Welcome to Talker of the Town! My name is David Kramer. I have a Ph.D in English and teach at Keuka College. I am a former and still active Fellow at the Nazareth College Center for Public History and a Storyteller in Residence at the SmallMatters Institute. Over the years, I have taught at Monroe Community College, the Rochester Institute of Technology and St. John Fisher College. I have published numerous Guest Essays, Letters, Book Reviews and Opinion pieces in The New York Times, Rochester Democrat and Chronicle, the Buffalo News, the Rochester Patriot, the Providence Journal, the Providence Business News, the Brown Alumni Magazine, the New London Day, the Boston Herald, the Messenger Post Newspapers, the Wedge, the Empty Closet, the CITY, Lake Affect Magazine and Brighton Connections.

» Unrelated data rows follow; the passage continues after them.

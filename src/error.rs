use axum::Json;
use axum::http::StatusCode;
use axum::response::{IntoResponse, Response};
use serde_json::json;

/// Unified application error type that maps to JSON HTTP responses.
///
/// Error format on the wire: `{ "error": { "code": "...", "message": "..." } }`.
pub enum AppError {
    /// 400 Bad Request
    BadRequest(String),
    /// 401 Unauthorized
    Unauthorized(String),
    /// 403 Forbidden
    Forbidden(String),
    /// 404 Not Found
    NotFound(String),
    /// 409 Conflict
    Conflict(String),
    /// 422 Unprocessable Entity
    UnprocessableEntity(String),
    /// 500 Internal Server Error (wraps any error, logs details, returns generic message)
    Internal(anyhow::Error),
}

impl IntoResponse for AppError {
    fn into_response(self) -> Response {
        let (status, code, message) = match self {
            Self::BadRequest(msg) => (StatusCode::BAD_REQUEST, "BAD_REQUEST", msg),
            Self::Unauthorized(msg) => (StatusCode::UNAUTHORIZED, "UNAUTHORIZED", msg),
            Self::Forbidden(msg) => (StatusCode::FORBIDDEN, "FORBIDDEN", msg),
            Self::NotFound(msg) => (StatusCode::NOT_FOUND, "NOT_FOUND", msg),
            Self::Conflict(msg) => (StatusCode::CONFLICT, "CONFLICT", msg),
            Self::UnprocessableEntity(msg) => {
                (StatusCode::UNPROCESSABLE_ENTITY, "VALIDATION_ERROR", msg)
            }
            Self::Internal(err) => {
                tracing::error!("Internal server error: {err:#}");
                (
                    StatusCode::INTERNAL_SERVER_ERROR,
                    "INTERNAL_ERROR",
                    "An internal error occurred".to_string(),
                )
            }
        };

        (
            status,
            Json(json!({
                "error": {
                    "code": code,
                    "message": message,
                }
            })),
        )
            .into_response()
    }
}

/// Allow `?` to automatically convert any `anyhow::Error` into `AppError::Internal`.
impl<E> From<E> for AppError
where
    E: Into<anyhow::Error>,
{
    fn from(err: E) -> Self {
        Self::Internal(err.into())
    }
}
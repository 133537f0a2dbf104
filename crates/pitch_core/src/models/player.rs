use serde::{Deserialize, Serialize};
use std::collections::BTreeSet;

/// Pitch category a slot or player can occupy.
#[derive(Debug, Clone, Copy, Serialize, Deserialize, PartialEq, Eq, Hash, PartialOrd, Ord)]
#[serde(rename_all = "UPPERCASE")]
pub enum Category {
    GK,
    DEF,
    MID,
    FWD,
}

impl Category {
    pub fn is_goalkeeper(&self) -> bool {
        matches!(self, Category::GK)
    }

    pub fn label(&self) -> &'static str {
        match self {
            Category::GK => "GK",
            Category::DEF => "DEF",
            Category::MID => "MID",
            Category::FWD => "FWD",
        }
    }
}

/// Which categories a player may occupy.
///
/// An explicit `Unrestricted` variant keeps "no restriction" distinct from
/// "restricted to an empty set" (which would mean the player can play
/// nowhere).
#[derive(Debug, Clone, Serialize, Deserialize, PartialEq, Eq, Default)]
#[serde(tag = "kind", content = "categories")]
pub enum Eligibility {
    #[default]
    Unrestricted,
    RestrictedTo(BTreeSet<Category>),
}

impl Eligibility {
    /// Convenience constructor for a single-category restriction.
    pub fn only(category: Category) -> Self {
        let mut set = BTreeSet::new();
        set.insert(category);
        Eligibility::RestrictedTo(set)
    }

    pub fn restricted_to(categories: impl IntoIterator<Item = Category>) -> Self {
        Eligibility::RestrictedTo(categories.into_iter().collect())
    }

    /// Whether the player may occupy `category`. Unrestricted satisfies
    /// any category test.
    pub fn allows(&self, category: Category) -> bool {
        match self {
            Eligibility::Unrestricted => true,
            Eligibility::RestrictedTo(set) => set.contains(&category),
        }
    }

    /// The single category this eligibility is restricted to, if exactly one.
    pub fn specialist_category(&self) -> Option<Category> {
        match self {
            Eligibility::Unrestricted => None,
            Eligibility::RestrictedTo(set) if set.len() == 1 => set.iter().next().copied(),
            Eligibility::RestrictedTo(_) => None,
        }
    }

    pub fn is_goalkeeper_only(&self) -> bool {
        self.specialist_category() == Some(Category::GK)
    }
}

/// Normalized pitch-board coordinate. `x` runs left to right, `y` from the
/// opponent goal (0.0) down to our own goal line (1.0).
#[derive(Debug, Clone, Copy, Serialize, Deserialize, PartialEq, Default)]
pub struct PitchCoord {
    pub x: f32,
    pub y: f32,
}

impl PitchCoord {
    pub fn new(x: f32, y: f32) -> Self {
        Self { x, y }
    }
}

/// Roster entry mutated in place by engine operations.
///
/// Invariant: a player is on pitch iff `position` is set iff
/// `current_category` is set. `seconds_played` only ever increases, and only
/// while the player is on pitch.
#[derive(Debug, Clone, Serialize, Deserialize, PartialEq)]
pub struct Player {
    pub id: String,
    pub name: String,
    pub jersey_number: u8,

    #[serde(default)]
    pub eligibility: Eligibility,

    /// Category currently occupied; set only while on pitch.
    #[serde(default)]
    pub current_category: Option<Category>,

    /// Pitch coordinate; `None` means the player sits on the bench.
    #[serde(default)]
    pub position: Option<PitchCoord>,

    /// Accumulated playing time in seconds, monotone non-decreasing.
    #[serde(default)]
    pub seconds_played: u32,

    #[serde(default)]
    pub is_injured: bool,

    /// Guest filling in for the day; tracked for roster display only.
    #[serde(default)]
    pub is_fill_in: bool,
}

impl Player {
    pub fn new(id: impl Into<String>, name: impl Into<String>, jersey_number: u8) -> Self {
        Self {
            id: id.into(),
            name: name.into(),
            jersey_number,
            eligibility: Eligibility::Unrestricted,
            current_category: None,
            position: None,
            seconds_played: 0,
            is_injured: false,
            is_fill_in: false,
        }
    }

    pub fn with_eligibility(mut self, eligibility: Eligibility) -> Self {
        self.eligibility = eligibility;
        self
    }

    pub fn is_on_pitch(&self) -> bool {
        self.position.is_some()
    }

    pub fn is_on_bench(&self) -> bool {
        self.position.is_none()
    }

    /// Place the player on pitch, keeping position and category in lockstep.
    pub fn place(&mut self, coord: PitchCoord, category: Category) {
        self.position = Some(coord);
        self.current_category = Some(category);
    }

    /// Clear position and category together.
    pub fn send_to_bench(&mut self) {
        self.position = None;
        self.current_category = None;
    }
}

My poetry appears in The Criterion: An International Journal in English and Rundenalia and my academic writing in War, Literature and the Arts and Twentieth Century Literary Criticism. Starting in February 2013, I wrote for three Democratic and Chronicle  blogs, "Make City Schools Better," "Unite Rochester," and the "Editorial Board." When my tenure at the D & C  ended, I wanted to continue conversations first begun there. And start new ones.  So we created this new space, Talker of the Town, where all are invited to join. I don’t like to say these posts are “mine.” Very few of them are the sole product of my sometimes overheated imagination. Instead, I call them partnerships and collaborations. Or as they say in education, “peer group work.” Talker of the Town might better be Talkers of the Town. The blog won’t thrive without your leads, text, pictures, ideas, facebook shares, tweets, comments and criticisms.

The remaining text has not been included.